▶ [What is expected] Where a line of the data below has the string "without", copy that line.

▶ [Extracted information]
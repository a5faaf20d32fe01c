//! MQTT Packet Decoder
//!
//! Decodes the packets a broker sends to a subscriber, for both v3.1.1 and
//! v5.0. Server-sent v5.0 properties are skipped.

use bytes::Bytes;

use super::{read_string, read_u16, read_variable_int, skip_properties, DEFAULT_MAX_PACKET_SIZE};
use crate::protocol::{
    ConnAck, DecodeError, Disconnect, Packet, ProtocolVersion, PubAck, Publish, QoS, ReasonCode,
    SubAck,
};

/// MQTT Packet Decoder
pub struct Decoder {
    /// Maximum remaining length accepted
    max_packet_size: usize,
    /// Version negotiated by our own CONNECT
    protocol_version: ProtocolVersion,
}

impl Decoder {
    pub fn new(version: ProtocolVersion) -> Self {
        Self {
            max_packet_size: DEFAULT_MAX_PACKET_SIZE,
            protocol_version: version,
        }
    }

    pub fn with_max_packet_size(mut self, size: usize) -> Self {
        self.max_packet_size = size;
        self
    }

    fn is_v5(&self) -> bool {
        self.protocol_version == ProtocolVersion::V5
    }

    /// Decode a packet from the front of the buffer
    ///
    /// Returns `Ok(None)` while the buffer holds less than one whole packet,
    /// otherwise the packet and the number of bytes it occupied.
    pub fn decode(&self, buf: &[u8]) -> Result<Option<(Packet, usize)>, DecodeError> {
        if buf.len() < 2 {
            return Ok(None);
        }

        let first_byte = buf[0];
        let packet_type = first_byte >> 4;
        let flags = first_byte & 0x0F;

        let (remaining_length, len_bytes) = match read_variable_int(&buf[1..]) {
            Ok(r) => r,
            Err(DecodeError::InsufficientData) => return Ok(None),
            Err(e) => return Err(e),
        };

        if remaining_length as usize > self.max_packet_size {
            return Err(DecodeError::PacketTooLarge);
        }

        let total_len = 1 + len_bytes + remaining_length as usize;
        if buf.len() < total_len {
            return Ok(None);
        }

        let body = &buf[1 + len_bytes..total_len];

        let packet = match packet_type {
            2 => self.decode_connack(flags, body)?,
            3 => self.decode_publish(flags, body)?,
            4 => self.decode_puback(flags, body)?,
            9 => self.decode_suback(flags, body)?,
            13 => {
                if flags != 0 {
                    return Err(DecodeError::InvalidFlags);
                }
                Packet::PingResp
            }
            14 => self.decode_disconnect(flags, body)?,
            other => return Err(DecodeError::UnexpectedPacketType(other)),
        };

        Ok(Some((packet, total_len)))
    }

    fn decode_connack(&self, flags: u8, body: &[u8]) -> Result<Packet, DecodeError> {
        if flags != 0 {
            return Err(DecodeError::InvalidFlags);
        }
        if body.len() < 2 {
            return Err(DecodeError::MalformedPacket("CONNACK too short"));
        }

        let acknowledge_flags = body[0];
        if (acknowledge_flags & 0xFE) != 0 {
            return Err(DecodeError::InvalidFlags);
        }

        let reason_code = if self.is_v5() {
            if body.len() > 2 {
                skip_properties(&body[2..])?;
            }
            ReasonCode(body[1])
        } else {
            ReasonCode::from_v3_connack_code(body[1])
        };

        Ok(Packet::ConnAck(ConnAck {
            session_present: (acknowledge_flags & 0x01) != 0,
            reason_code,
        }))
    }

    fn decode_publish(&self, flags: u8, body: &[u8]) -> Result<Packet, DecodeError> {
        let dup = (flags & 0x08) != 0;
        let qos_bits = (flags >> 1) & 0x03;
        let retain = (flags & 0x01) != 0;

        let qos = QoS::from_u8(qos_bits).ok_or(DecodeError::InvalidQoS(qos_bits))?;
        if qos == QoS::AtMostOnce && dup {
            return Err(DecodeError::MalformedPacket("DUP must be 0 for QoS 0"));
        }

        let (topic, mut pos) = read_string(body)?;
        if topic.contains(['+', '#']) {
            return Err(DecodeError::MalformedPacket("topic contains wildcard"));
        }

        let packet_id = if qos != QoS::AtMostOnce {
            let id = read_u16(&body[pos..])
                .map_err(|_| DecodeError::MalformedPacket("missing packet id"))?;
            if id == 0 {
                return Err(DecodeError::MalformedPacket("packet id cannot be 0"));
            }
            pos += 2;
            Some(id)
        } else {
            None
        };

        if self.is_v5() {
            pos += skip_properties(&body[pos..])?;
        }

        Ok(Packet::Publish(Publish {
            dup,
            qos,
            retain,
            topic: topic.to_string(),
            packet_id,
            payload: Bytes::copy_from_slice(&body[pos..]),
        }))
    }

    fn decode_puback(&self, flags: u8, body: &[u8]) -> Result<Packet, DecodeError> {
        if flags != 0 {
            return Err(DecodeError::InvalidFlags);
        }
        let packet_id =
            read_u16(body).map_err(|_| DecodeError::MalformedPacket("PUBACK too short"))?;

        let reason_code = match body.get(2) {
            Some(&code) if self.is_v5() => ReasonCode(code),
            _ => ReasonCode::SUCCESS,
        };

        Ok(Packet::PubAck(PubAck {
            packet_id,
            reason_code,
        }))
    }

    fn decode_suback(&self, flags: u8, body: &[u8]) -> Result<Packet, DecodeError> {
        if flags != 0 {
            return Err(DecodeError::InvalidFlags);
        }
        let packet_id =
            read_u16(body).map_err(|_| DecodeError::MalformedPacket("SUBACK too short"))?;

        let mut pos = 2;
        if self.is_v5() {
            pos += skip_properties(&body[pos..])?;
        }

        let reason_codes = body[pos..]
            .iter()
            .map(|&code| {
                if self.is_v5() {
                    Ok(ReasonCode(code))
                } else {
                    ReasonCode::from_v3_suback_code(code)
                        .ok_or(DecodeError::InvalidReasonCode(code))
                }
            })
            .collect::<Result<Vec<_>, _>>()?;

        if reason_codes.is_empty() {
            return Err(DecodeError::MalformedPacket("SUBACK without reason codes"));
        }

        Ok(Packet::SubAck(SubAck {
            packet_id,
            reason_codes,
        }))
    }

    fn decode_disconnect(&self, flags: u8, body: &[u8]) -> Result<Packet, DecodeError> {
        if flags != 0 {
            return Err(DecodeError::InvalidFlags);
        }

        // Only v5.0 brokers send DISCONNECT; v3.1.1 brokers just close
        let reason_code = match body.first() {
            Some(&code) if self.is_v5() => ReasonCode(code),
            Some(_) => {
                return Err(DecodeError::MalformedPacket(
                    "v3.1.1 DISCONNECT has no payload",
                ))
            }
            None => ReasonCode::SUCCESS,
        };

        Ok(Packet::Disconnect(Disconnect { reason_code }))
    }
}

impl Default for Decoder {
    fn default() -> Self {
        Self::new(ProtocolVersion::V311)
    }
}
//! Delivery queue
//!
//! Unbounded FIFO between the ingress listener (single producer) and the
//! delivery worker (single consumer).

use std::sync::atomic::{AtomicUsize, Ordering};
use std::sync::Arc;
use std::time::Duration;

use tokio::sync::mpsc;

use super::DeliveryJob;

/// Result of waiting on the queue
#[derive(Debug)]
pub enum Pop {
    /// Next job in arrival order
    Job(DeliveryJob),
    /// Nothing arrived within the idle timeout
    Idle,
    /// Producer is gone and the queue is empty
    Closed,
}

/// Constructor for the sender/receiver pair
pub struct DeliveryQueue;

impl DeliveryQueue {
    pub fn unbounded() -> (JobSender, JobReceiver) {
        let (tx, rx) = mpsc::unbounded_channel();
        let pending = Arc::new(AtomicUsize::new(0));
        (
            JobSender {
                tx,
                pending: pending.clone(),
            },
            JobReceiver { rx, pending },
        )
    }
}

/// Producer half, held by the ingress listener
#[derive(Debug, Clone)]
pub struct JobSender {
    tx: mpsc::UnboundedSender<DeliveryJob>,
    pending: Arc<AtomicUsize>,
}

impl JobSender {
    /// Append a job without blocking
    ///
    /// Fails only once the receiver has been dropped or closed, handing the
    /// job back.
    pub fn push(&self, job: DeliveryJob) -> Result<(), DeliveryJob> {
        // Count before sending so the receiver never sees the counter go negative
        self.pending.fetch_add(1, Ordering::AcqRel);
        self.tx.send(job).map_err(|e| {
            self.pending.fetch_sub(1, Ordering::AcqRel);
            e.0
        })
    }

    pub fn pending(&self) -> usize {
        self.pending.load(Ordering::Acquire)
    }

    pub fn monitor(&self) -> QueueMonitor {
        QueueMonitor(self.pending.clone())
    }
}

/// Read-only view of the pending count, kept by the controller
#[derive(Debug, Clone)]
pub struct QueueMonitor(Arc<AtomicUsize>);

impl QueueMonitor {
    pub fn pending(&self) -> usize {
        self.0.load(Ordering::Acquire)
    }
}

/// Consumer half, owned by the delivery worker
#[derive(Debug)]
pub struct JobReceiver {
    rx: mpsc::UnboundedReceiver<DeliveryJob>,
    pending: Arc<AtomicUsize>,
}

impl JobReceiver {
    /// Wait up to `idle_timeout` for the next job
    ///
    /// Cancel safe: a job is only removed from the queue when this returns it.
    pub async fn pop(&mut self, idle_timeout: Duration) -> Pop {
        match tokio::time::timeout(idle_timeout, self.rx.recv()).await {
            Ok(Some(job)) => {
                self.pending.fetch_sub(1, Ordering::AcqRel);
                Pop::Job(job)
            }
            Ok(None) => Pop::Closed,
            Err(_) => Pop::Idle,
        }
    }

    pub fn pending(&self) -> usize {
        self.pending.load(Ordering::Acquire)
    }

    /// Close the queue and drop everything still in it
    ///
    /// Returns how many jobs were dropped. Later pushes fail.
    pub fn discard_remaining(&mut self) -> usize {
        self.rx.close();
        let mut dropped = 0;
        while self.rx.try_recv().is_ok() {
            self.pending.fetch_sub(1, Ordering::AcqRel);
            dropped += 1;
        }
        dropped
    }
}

▶ [Final answer]
            return Err(DecodeError::MalformedPacket("SUBACK without reason codes"));
    /// Append a job without blocking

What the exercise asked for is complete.